With contigs we have the advantage that we can find complete open reading frames for proteins, while that is not the case for single reads. Any idea what the average nucleotide length is of a typical bacterial gene? It is a 1000 basepairs. So a read might only have a small part of it.
Both methods needs sequence classification for community profiling to asnwer who is there. With shot gun sequencing we add the functional profiling as well.
When we have contigs or reads we need to annotate those. And we can do that by sequence classification and subsequent annotation of those sequences. So how does that work?
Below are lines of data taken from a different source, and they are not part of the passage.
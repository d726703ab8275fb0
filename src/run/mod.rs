//! Run scheduling and execution.
//!
//! - [`scheduler`]: the FIFO run queue with one current run, events and handles
//! - [`executor`]: walks one graph snapshot, dispatching steps to a worker pool
//! - [`progress`]: hierarchical progress events and cooperative cancellation
//! - [`state`]: run ids, states and outcomes

pub mod executor;
pub mod pool;
pub mod progress;
pub mod scheduler;
pub mod state;

pub use progress::{CancellationToken, ProgressEvent, ProgressInfo, ProgressLog, ProgressSink};
pub use scheduler::{ListenerId, RunHandle, RunListener, RunSettings, Scheduler};
pub use state::{
    NodeFailure, NodeReport, NodeStatus, RunEvent, RunId, RunOutcome, RunState, RunStats,
};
Basically, Sequencing classification is the process of separating sequence data using specific information. We create bins
In theory there are two methods we can use to do sequecing classification.
The first one is classification using sequence composition.
There are several different methods for metagenomic analysis using sequence composition. We can look at the nucleotides frequencies, and especially at stretches of sequence for instance tetra nucleotides.
Than there is clustering of reads, and even assembly of reads.
The last method is differentia coverage of contigs. This method appeared in 2013 and this is using differences between samples to bin contigs derived from a sequence pool of all samples. One of the methods is groopM which I will explain a bit more.
GroopM needs one assembly. This assembly can be generated with a metagenomic assembler, or just a normal whole genome assembler. The catch is we pool the reads of all samples in one big assembly run, and generated a big set of contigs. After assembly, we then map for each sample the reads to the assembly and determine the coverage of each contig per sample. This information is than used to create a a set if high confidence bin cores of long 1Kbp contigs. This dataset is than screened for contamination or completeness using a reference dataset with 111 marker genes. This can be a step for manual curation. And finally small contigs are then recruited to the core bin. So at the end we end up with fasta files for each bin.
So to give you an impression of the GroopM method we can take a look at the analysis of a large synthethic metagenome
In the GroopM paper they created a synthetic shotgun metagenome using 1159 genomes for reference and gave them real abundances based on a OTU table from a soil amplicon study.
After creating the shotgun data they assembled the data and got lots of contigs.
On the left you see what happens when you start by binning all these contigs using tetranucleotides
On the right is the binnen after GroopM binning has been applied.
Size of the circle is proportional to the length of the contig.